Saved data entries
=======

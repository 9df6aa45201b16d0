//! Embedding stages: the terminal TOKENIZED → EMBEDDED step.
//!
//! Every token gets a vector in `Token::embedded`, and the document vector is
//! pooled from them. A tokenized document with no tokens still becomes
//! EMBEDDED, with a zero vector of the configured width.

use std::fmt;
use std::fs;
use std::io;
use std::path::{Path, PathBuf};
use std::sync::Arc;

use document::{Document, Embedding};
use fxhash::{hash64, FxHashMap};
use thiserror::Error;
use tracing::info;

use crate::error::TransformError;
use crate::kind::TransformerKind;
use crate::params::Params;
use crate::transformer::{FromParams, Transformer};

/// How token vectors combine into the document vector.
#[derive(Debug, Clone, Copy, PartialEq, Eq)]
pub enum DocPooling {
    Mean,
    Sum,
}

impl DocPooling {
    pub fn as_str(&self) -> &'static str {
        match self {
            DocPooling::Mean => "mean",
            DocPooling::Sum => "sum",
        }
    }

    pub fn parse(value: &str) -> Result<Self, TransformError> {
        match value {
            "mean" => Ok(DocPooling::Mean),
            "sum" => Ok(DocPooling::Sum),
            other => Err(TransformError::Value(format!(
                "{other} is not a valid apply_doc, expected \"mean\" or \"sum\""
            ))),
        }
    }
}

/// Assigns `embed(token_text)` to every token, then pools the document vector.
///
/// Pooling accumulates in `f64`. Nothing is written to `doc` until every
/// token vector and the pooled vector have validated.
fn embed_document(
    doc: &mut Document,
    dim: usize,
    pooling: DocPooling,
    mut embed: impl FnMut(&str) -> Vec<f32>,
) -> Result<(), TransformError> {
    let mut pooled = vec![0f64; dim];
    let mut token_vectors = Vec::new();

    for token in doc.tokens.iter().flatten() {
        let vector = embed(token.cleaned_text());
        for (acc, value) in pooled.iter_mut().zip(&vector) {
            *acc += f64::from(*value);
        }
        token_vectors.push(Embedding::new(vector)?);
    }

    if pooling == DocPooling::Mean && !token_vectors.is_empty() {
        let n = token_vectors.len() as f64;
        for value in pooled.iter_mut() {
            *value /= n;
        }
    }
    let pooled = Embedding::new(pooled.into_iter().map(|v| v as f32).collect())?;

    for (token, vector) in doc.tokens.iter_mut().flatten().zip(token_vectors) {
        token.embedded = Some(vector);
    }
    doc.embedded = Some(pooled);
    Ok(())
}

fn l2_normalize_in_place(v: &mut [f32]) {
    let norm_sq: f32 = v.iter().map(|x| x * x).sum();
    if norm_sq > 0.0 {
        let inv_norm = norm_sq.sqrt().recip();
        for x in v.iter_mut() {
            *x *= inv_norm;
        }
    }
}

/// Deterministic feature-hash embedding of each token's text.
///
/// The same text always yields the same vector, across runs and processes.
/// Values lie in `[-1, 1)`; an empty token embeds as zeros.
#[derive(Debug, Clone)]
pub struct HashEmbeddings {
    dim: usize,
    pooling: DocPooling,
    normalize: bool,
    params: Params,
}

impl HashEmbeddings {
    pub const DEFAULT_DIM: usize = 32;

    pub fn new(dim: usize, pooling: DocPooling, normalize: bool) -> Result<Self, TransformError> {
        if dim == 0 {
            return Err(TransformError::Value(
                "dim must be a positive integer".to_string(),
            ));
        }
        let params = Params::new()
            .kwarg("dim", dim as i64)
            .kwarg("apply_doc", pooling.as_str())
            .kwarg("normalize", normalize);
        Ok(Self {
            dim,
            pooling,
            normalize,
            params,
        })
    }

    pub fn dim(&self) -> usize {
        self.dim
    }

    /// Vector for a single piece of text.
    pub fn embed_text(&self, text: &str) -> Vec<f32> {
        let mut v = vec![0f32; self.dim];
        if text.is_empty() {
            return v;
        }
        let h = hash64(text.as_bytes());
        for (idx, value) in v.iter_mut().enumerate() {
            // Top 24 bits of a rotated hash, exact in f32.
            let bits = h.rotate_left((idx % 64) as u32) >> 40;
            *value = (bits as f32 / (1u32 << 24) as f32) * 2.0 - 1.0;
        }
        if self.normalize {
            l2_normalize_in_place(&mut v);
        }
        v
    }
}

impl FromParams for HashEmbeddings {
    const NAME: &'static str = "HashEmbeddings";

    fn from_params(params: &Params) -> Result<Self, TransformError> {
        let bound = params.bind(Self::NAME, &["dim", "apply_doc", "normalize"])?;
        let dim = bound.int_or("dim", Self::DEFAULT_DIM as i64)?;
        let dim = usize::try_from(dim)
            .map_err(|_| TransformError::Value("dim must be a positive integer".to_string()))?;
        let pooling = DocPooling::parse(&bound.str_or("apply_doc", "mean")?)?;
        Self::new(dim, pooling, bound.bool_or("normalize", false)?)
    }
}

impl Transformer for HashEmbeddings {
    fn name(&self) -> &'static str {
        Self::NAME
    }

    fn kind(&self) -> TransformerKind {
        TransformerKind::Embedding
    }

    fn params(&self) -> &Params {
        &self.params
    }

    fn transform(&self, doc: &mut Document) -> Result<(), TransformError> {
        embed_document(doc, self.dim, self.pooling, |text| self.embed_text(text))
    }
}

/// Failure to load a word-vector file.
#[derive(Debug, Error)]
pub enum VectorFileError {
    #[error("failed to read vector file '{}': {source}", .path.display())]
    Io {
        path: PathBuf,
        #[source]
        source: io::Error,
    },
    #[error("malformed vector file at line {line}: {reason}")]
    Malformed { line: usize, reason: String },
    #[error("vector file '{}' contains no vectors", .0.display())]
    Empty(PathBuf),
}

/// In-memory word-vector table parsed from a word2vec/GloVe text file.
#[derive(Clone, Default)]
pub struct WordVectors {
    dim: usize,
    vectors: FxHashMap<String, Vec<f32>>,
}

impl WordVectors {
    pub fn load(path: impl AsRef<Path>) -> Result<Self, VectorFileError> {
        let path = path.as_ref();
        let text = fs::read_to_string(path).map_err(|source| VectorFileError::Io {
            path: path.to_path_buf(),
            source,
        })?;
        let table = Self::parse(&text)?;
        if table.is_empty() {
            return Err(VectorFileError::Empty(path.to_path_buf()));
        }
        Ok(table)
    }

    /// Parses `word v1 v2 ...` lines. A leading `count dim` line is treated
    /// as a header and fixes the expected width.
    pub fn parse(text: &str) -> Result<Self, VectorFileError> {
        let mut table = WordVectors::default();
        let mut expected: Option<usize> = None;

        for (idx, line) in text.lines().enumerate() {
            let line_no = idx + 1;
            let fields: Vec<&str> = line.split_whitespace().collect();
            if fields.is_empty() {
                continue;
            }
            if table.vectors.is_empty() && expected.is_none() && fields.len() == 2 {
                if let (Ok(_), Ok(dim)) = (fields[0].parse::<usize>(), fields[1].parse::<usize>())
                {
                    expected = Some(dim);
                    continue;
                }
            }

            let (word, values) = (fields[0], &fields[1..]);
            if values.is_empty() {
                return Err(VectorFileError::Malformed {
                    line: line_no,
                    reason: format!("word '{word}' has no vector"),
                });
            }
            let vector = values
                .iter()
                .map(|raw| {
                    raw.parse::<f32>()
                        .ok()
                        .filter(|v| v.is_finite())
                        .ok_or_else(|| VectorFileError::Malformed {
                            line: line_no,
                            reason: format!("'{raw}' is not a finite number"),
                        })
                })
                .collect::<Result<Vec<f32>, _>>()?;

            let width = *expected.get_or_insert(vector.len());
            if vector.len() != width {
                return Err(VectorFileError::Malformed {
                    line: line_no,
                    reason: format!("expected {width} values, found {}", vector.len()),
                });
            }
            table.dim = width;
            table.vectors.insert(word.to_string(), vector);
        }

        Ok(table)
    }

    pub fn dim(&self) -> usize {
        self.dim
    }

    pub fn len(&self) -> usize {
        self.vectors.len()
    }

    pub fn is_empty(&self) -> bool {
        self.vectors.is_empty()
    }

    pub fn get(&self, word: &str) -> Option<&[f32]> {
        self.vectors.get(word).map(Vec::as_slice)
    }
}

impl fmt::Debug for WordVectors {
    fn fmt(&self, f: &mut fmt::Formatter<'_>) -> fmt::Result {
        f.debug_struct("WordVectors")
            .field("dim", &self.dim)
            .field("vocab", &self.vectors.len())
            .finish()
    }
}

/// Looks token text up in a pre-trained word-vector table. Unknown words
/// embed as zeros.
#[derive(Debug, Clone)]
pub struct WordEmbeddings {
    vectors: Arc<WordVectors>,
    pooling: DocPooling,
    params: Params,
}

impl WordEmbeddings {
    pub fn load(path: &str, pooling: DocPooling) -> Result<Self, TransformError> {
        let vectors = WordVectors::load(path)
            .map_err(|err| TransformError::collaborator(<Self as FromParams>::NAME, err))?;
        info!(
            path,
            vocab = vectors.len(),
            dim = vectors.dim(),
            "word_vectors_loaded"
        );
        Ok(Self::with_vectors(path, Arc::new(vectors), pooling))
    }

    /// Wraps an already loaded table; `path` is only used for the identity.
    pub fn with_vectors(path: &str, vectors: Arc<WordVectors>, pooling: DocPooling) -> Self {
        let params = Params::new()
            .kwarg("path", path)
            .kwarg("apply_doc", pooling.as_str());
        Self {
            vectors,
            pooling,
            params,
        }
    }

    pub fn dim(&self) -> usize {
        self.vectors.dim()
    }
}

impl FromParams for WordEmbeddings {
    const NAME: &'static str = "WordEmbeddings";

    fn from_params(params: &Params) -> Result<Self, TransformError> {
        let bound = params.bind(Self::NAME, &["path", "apply_doc"])?;
        let path = bound.required_str("path")?;
        let pooling = DocPooling::parse(&bound.str_or("apply_doc", "mean")?)?;
        Self::load(&path, pooling)
    }
}

impl Transformer for WordEmbeddings {
    fn name(&self) -> &'static str {
        Self::NAME
    }

    fn kind(&self) -> TransformerKind {
        TransformerKind::Embedding
    }

    fn params(&self) -> &Params {
        &self.params
    }

    fn transform(&self, doc: &mut Document) -> Result<(), TransformError> {
        let dim = self.vectors.dim();
        embed_document(doc, dim, self.pooling, |text| {
            self.vectors
                .get(text)
                .map(<[f32]>::to_vec)
                .unwrap_or_else(|| vec![0f32; dim])
        })
    }
}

=======

▸ **Your goal**:
For every line above that includes the word "vocab", return the line.

▸ **Response**:
            .field("vocab", &self.vectors.len())
            vocab = vectors.len(),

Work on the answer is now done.